The required result is every line of the records that includes "behaves".

> DATA PROVIDED:
== Segment start ==

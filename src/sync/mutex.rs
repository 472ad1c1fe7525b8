//! Async mutex with scoped guards.
//!
//! A [`Mutex`] is a [`Semaphore`] with a single permit. It protects no data
//! of its own; see [`Lock`](crate::Lock) for a mutex that owns a value.
//!
//! # Cancel Safety
//!
//! - `acquire().await`: Cancel-safe, inherits the semaphore's hand-off rules
//! - Once a guard is acquired, it is released on drop
//!
//! # Example
//!
//! ```
//! use coopsync::Mutex;
//! use futures_lite::future;
//!
//! let mutex = Mutex::new();
//! future::block_on(async {
//!     let guard = mutex.acquire().await.unwrap();
//!     assert!(mutex.locked());
//!     guard.release();
//! });
//! assert!(!mutex.locked());
//! ```

use std::future::Future;
use std::num::NonZeroUsize;
use std::pin::Pin;
use std::task::{Context, Poll};

use crate::cancel::CancelToken;
use crate::error::{Result, SyncError};
use crate::sync::semaphore::{Acquire, ReleasePolicy, Semaphore, SemaphorePermit};
use crate::sync::uncancelled;

/// A FIFO-fair async mutual exclusion lock.
#[derive(Debug)]
pub struct Mutex {
    semaphore: Semaphore,
}

impl Mutex {
    /// Creates a new, unlocked mutex.
    #[must_use]
    pub const fn new() -> Self {
        Self {
            semaphore: Semaphore::with_capacity(NonZeroUsize::MIN, ReleasePolicy::Strict),
        }
    }

    /// Returns true if the mutex is currently held.
    #[must_use]
    pub fn locked(&self) -> bool {
        self.semaphore.locked()
    }

    /// Returns the number of tasks waiting for the lock.
    #[must_use]
    pub fn waiter_count(&self) -> usize {
        self.semaphore.waiter_count()
    }

    /// Acquires the mutex, waiting behind earlier callers.
    pub fn acquire(&self) -> MutexAcquire<'_> {
        MutexAcquire {
            inner: self.semaphore.acquire(),
        }
    }

    /// Acquires the mutex, giving up when `token` fires.
    pub fn acquire_with(&self, token: &CancelToken) -> MutexAcquire<'_> {
        MutexAcquire {
            inner: self.semaphore.acquire_with(token),
        }
    }

    /// Tries to acquire the mutex without waiting.
    ///
    /// # Errors
    ///
    /// Returns [`SyncError::WouldBlock`] if the mutex is held.
    pub fn try_acquire(&self) -> Result<MutexGuard<'_>> {
        self.semaphore
            .try_acquire()
            .map(|permit| MutexGuard { permit })
            .map_err(|_| SyncError::WouldBlock { primitive: "mutex" })
    }

    /// Releases the mutex without a guard.
    ///
    /// Pairs with [`MutexGuard::forget`].
    ///
    /// # Errors
    ///
    /// Returns [`SyncError::NotLocked`] if the mutex is not held.
    pub fn release(&self) -> Result<()> {
        self.semaphore
            .release()
            .map_err(|_| SyncError::NotLocked { primitive: "mutex" })
    }

    /// Runs `f` while holding the mutex and returns its result.
    ///
    /// The caller queues for the mutex when this method is called.
    pub fn lock<F, R>(&self, f: F) -> impl Future<Output = R>
    where
        F: AsyncFnOnce() -> R,
    {
        let acquire = self.acquire();
        async move {
            let _guard = uncancelled(acquire.await);
            f().await
        }
    }

    /// Like [`lock`](Self::lock), but gives up waiting when `token` fires.
    ///
    /// # Errors
    ///
    /// Returns [`SyncError::Cancelled`] if `token` fires before the mutex is
    /// acquired.
    pub fn lock_with<F, R>(&self, token: &CancelToken, f: F) -> impl Future<Output = Result<R>>
    where
        F: AsyncFnOnce() -> R,
    {
        let acquire = self.acquire_with(token);
        async move {
            let _guard = acquire.await?;
            Ok(f().await)
        }
    }
}

impl Default for Mutex {
    fn default() -> Self {
        Self::new()
    }
}

/// Future returned by [`Mutex::acquire`] and [`Mutex::acquire_with`].
#[derive(Debug)]
#[must_use = "futures do nothing unless polled"]
pub struct MutexAcquire<'a> {
    inner: Acquire<'a>,
}

impl<'a> Future for MutexAcquire<'a> {
    type Output = Result<MutexGuard<'a>>;

    fn poll(mut self: Pin<&mut Self>, cx: &mut Context<'_>) -> Poll<Self::Output> {
        Pin::new(&mut self.inner)
            .poll(cx)
            .map(|outcome| outcome.map(|permit| MutexGuard { permit }))
    }
}

/// A guard that releases the mutex when dropped.
#[derive(Debug)]
#[must_use = "guard will be immediately released if not held"]
pub struct MutexGuard<'a> {
    permit: SemaphorePermit<'a>,
}

impl MutexGuard<'_> {
    /// Releases the mutex now, handing it to the next waiter if any.
    pub fn release(self) {
        self.permit.release();
    }

    /// Keeps the mutex locked after the guard is gone.
    ///
    /// The lock must later be released with [`Mutex::release`].
    pub fn forget(self) {
        self.permit.forget();
    }
}
//! Property-based tests for the sync primitives.
//!
//! Each property drives a primitive with a generated operation sequence and
//! compares it against a plain model (a counter, a `VecDeque`, a `Vec`).

#[macro_use]
mod common;

use common::*;
use coopsync::lab::yield_now;
use coopsync::{Barrier, Mutex, Queue, Semaphore, Stack, SyncError, WaitGroup};
use proptest::prelude::*;
use std::cell::RefCell;
use std::collections::VecDeque;

#[derive(Debug, Clone)]
enum QueueOp {
    Put(u16),
    Get,
}

fn arb_queue_ops(max_len: usize) -> impl Strategy<Value = Vec<QueueOp>> {
    proptest::collection::vec(
        prop_oneof![any::<u16>().prop_map(QueueOp::Put), Just(QueueOp::Get)],
        0..=max_len,
    )
}

proptest! {
    #![proptest_config(test_proptest_config(300))]

    /// Conservation: available + held = capacity after any try_acquire/drop mix.
    #[test]
    fn semaphore_conservation(
        capacity in 1_usize..=32,
        ops in proptest::collection::vec(any::<bool>(), 0..=64)
    ) {
        init_test_logging();
        let semaphore = Semaphore::new(capacity).expect("semaphore");
        let mut held = Vec::new();

        for acquire in ops {
            if acquire {
                match semaphore.try_acquire() {
                    Ok(permit) => held.push(permit),
                    Err(err) => {
                        prop_assert_eq!(held.len(), capacity);
                        prop_assert_eq!(err, SyncError::WouldBlock { primitive: "semaphore" });
                    }
                }
            } else {
                drop(held.pop());
            }
            prop_assert_eq!(semaphore.available_permits() + held.len(), capacity);
        }
    }

    /// A bounded queue behaves like a capped VecDeque under non-waiting calls.
    #[test]
    fn queue_matches_model(
        maxsize in 1_usize..=8,
        ops in arb_queue_ops(64)
    ) {
        init_test_logging();
        let queue = Queue::bounded(maxsize).expect("queue");
        let mut model = VecDeque::new();

        for op in ops {
            match op {
                QueueOp::Put(value) => {
                    let accepted = queue.put_nowait(value).is_ok();
                    prop_assert_eq!(accepted, model.len() < maxsize);
                    if accepted {
                        model.push_back(value);
                    }
                }
                QueueOp::Get => {
                    prop_assert_eq!(queue.get_nowait().ok(), model.pop_front());
                }
            }
            prop_assert_eq!(queue.len(), model.len());
            prop_assert_eq!(queue.is_full(), model.len() == maxsize);
        }
    }

    /// A stack behaves like a Vec under push/pop_nowait.
    #[test]
    fn stack_matches_model(ops in arb_queue_ops(64)) {
        init_test_logging();
        let stack = Stack::new();
        let mut model = Vec::new();

        for op in ops {
            match op {
                QueueOp::Put(value) => {
                    stack.push(value);
                    model.push(value);
                }
                QueueOp::Get => prop_assert_eq!(stack.pop_nowait().ok(), model.pop()),
            }
            prop_assert_eq!(stack.len(), model.len());
        }
    }

    /// The wait group counter never goes negative and rejected deltas leave it unchanged.
    #[test]
    fn wait_group_counter_never_negative(
        deltas in proptest::collection::vec(-4_i64..=4, 0..=64)
    ) {
        init_test_logging();
        let group = WaitGroup::new();
        let mut model = 0_i64;

        for delta in deltas {
            let outcome = group.add(delta);
            if model + delta < 0 {
                prop_assert_eq!(
                    outcome,
                    Err(SyncError::NegativeCounter { counter: model, delta })
                );
            } else {
                prop_assert!(outcome.is_ok());
                model += delta;
            }
            prop_assert_eq!(group.count(), model);
        }
    }
}

proptest! {
    #![proptest_config(test_proptest_config(100))]

    /// Mutex entry order equals spawn order regardless of how long holders keep it.
    #[test]
    fn mutex_entry_order_is_fifo(holds in proptest::collection::vec(0_usize..=4, 1..=12)) {
        init_test_logging();
        let mutex = Mutex::new();
        let entries = RefCell::new(Vec::new());
        let expected: Vec<usize> = (0..holds.len()).collect();

        {
            let mut lab = test_lab();
            for (id, hold) in holds.iter().copied().enumerate() {
                let (mutex, entries) = (&mutex, &entries);
                lab.spawn(async move {
                    mutex
                        .lock(async || {
                            entries.borrow_mut().push(id);
                            for _ in 0..hold {
                                yield_now().await;
                            }
                        })
                        .await;
                });
            }
            lab.run_until_quiescent();
        }

        prop_assert_eq!(entries.into_inner(), expected);
        prop_assert!(!mutex.locked());
    }

    /// Exactly one leader per generation over any number of full rounds.
    #[test]
    fn barrier_one_leader_per_generation(size in 1_usize..=6, rounds in 1_usize..=4) {
        init_test_logging();
        let barrier = Barrier::new(size).expect("barrier");
        let leaders = RefCell::new(0_usize);

        {
            let mut lab = test_lab();
            for _ in 0..size {
                let (barrier, leaders) = (&barrier, &leaders);
                lab.spawn(async move {
                    for _ in 0..rounds {
                        if barrier.wait().await.expect("wait").is_leader() {
                            *leaders.borrow_mut() += 1;
                        }
                    }
                });
            }
            lab.run_until_quiescent();
        }

        prop_assert_eq!(leaders.into_inner(), rounds);
        prop_assert_eq!(barrier.generation(), rounds as u64);
        prop_assert_eq!(barrier.remaining(), size);
    }
}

== Segment end ==

> EXERCISE RESULT:
    /// A bounded queue behaves like a capped VecDeque under non-waiting calls.
    /// A stack behaves like a Vec under push/pop_nowait.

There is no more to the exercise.